How long do you work out? The actual workout time of bodybuilders and powerlifters may be smaller than what most of us would think considering the amount of time spent in the gym. A powerlifter who does a workout that lasts a couple of hours may only be lifting for 5 minutes out of that total time in the gym. The rest of the time is spent changing weights and resting between sets. Bodybuilders generally workout at a faster pace and do more sets and reps, but a 30 minute chest workout may only consist of 4 or 5 minutes of actual lifting. Examples of this were discussed in the previous three articles that dealt with time under tension. Links to these articles are provided below:
Mike Tuchscherere Time Under Tension
Andrey Malanichev Time Under Tension
Some workouts are based on doing as much work as possible in a short amount of time. If you look at the actual time under tension compared to the length of the workout, the most efficient method may be Doug McGuff’s Body By Science workout. It’s a 12 minute workout that many of Doug’s clients perform just once per week. My first instinct is to scoff at it and dismiss it as marketing hype. However, when you analyze the workout by looking at the actual workout time, it’s close to 100% pure high intensity workout time with very little rest. In reality, the amount of weekly lifting time is probably close to the same amount of lifting time that a lot of lifters accumulate when they workout three times per week for 45 minutes per workout. An example of Doug’s Body by Science workout can be viewed by watching the following video of Doug doing a workout.
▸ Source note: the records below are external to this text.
//! Binary encodings used to persist runtime state.
//!
//! Two formats live here:
//!
//! - [`TaggedWriter`] / [`TaggedReader`]: a self-describing stream where every value carries a
//!   type tag and values can be grouped into named, nested entries. Decoding problems are
//!   accumulated as [`DecodeError`]s instead of aborting, and [`TaggedReader::dump`] can linearize
//!   any stream (including a corrupt one) into readable text.
//! - [`WriteRecordExt`] / [`ReadRecordExt`]: dense fixed-layout records (counted vectors,
//!   length-prefixed strings, raw little-endian scalars) for large blobs where diagnosability
//!   matters less than size.

mod error;
mod record;
mod tagged;

pub use crate::error::{RecordError, Result};
pub use crate::record::{
    ReadRecordExt, Record, WriteRecordExt, MAX_BYTES_LEN, MAX_STRING_LEN, MAX_VECTOR_COUNT,
};
pub use crate::tagged::{
    DecodeError, DumpReport, HandleKind, Tag, TaggedReader, TaggedWriter, EMPTY_INDEX,
};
You could argue that maximum strength can only be attained when a lifter has rested long enough to be at full strength before doing each set, and I believe you would be right. However, if you only have a small amount of time to work out each week, the high time under tension method that is advocated by Doug McGuff in Body By Science is a valid option. You may not get as strong as you would if you rested longer between sets, but you will still gain a substantial amount of strength. In addition, your cardiorespiratory fitness will probably benefit to a much greater extent because of the super small rest time between sets.
If your goal is to get as much work done relative to the amount of time spent in the gym, consider time under tension workouts. Best of training to you.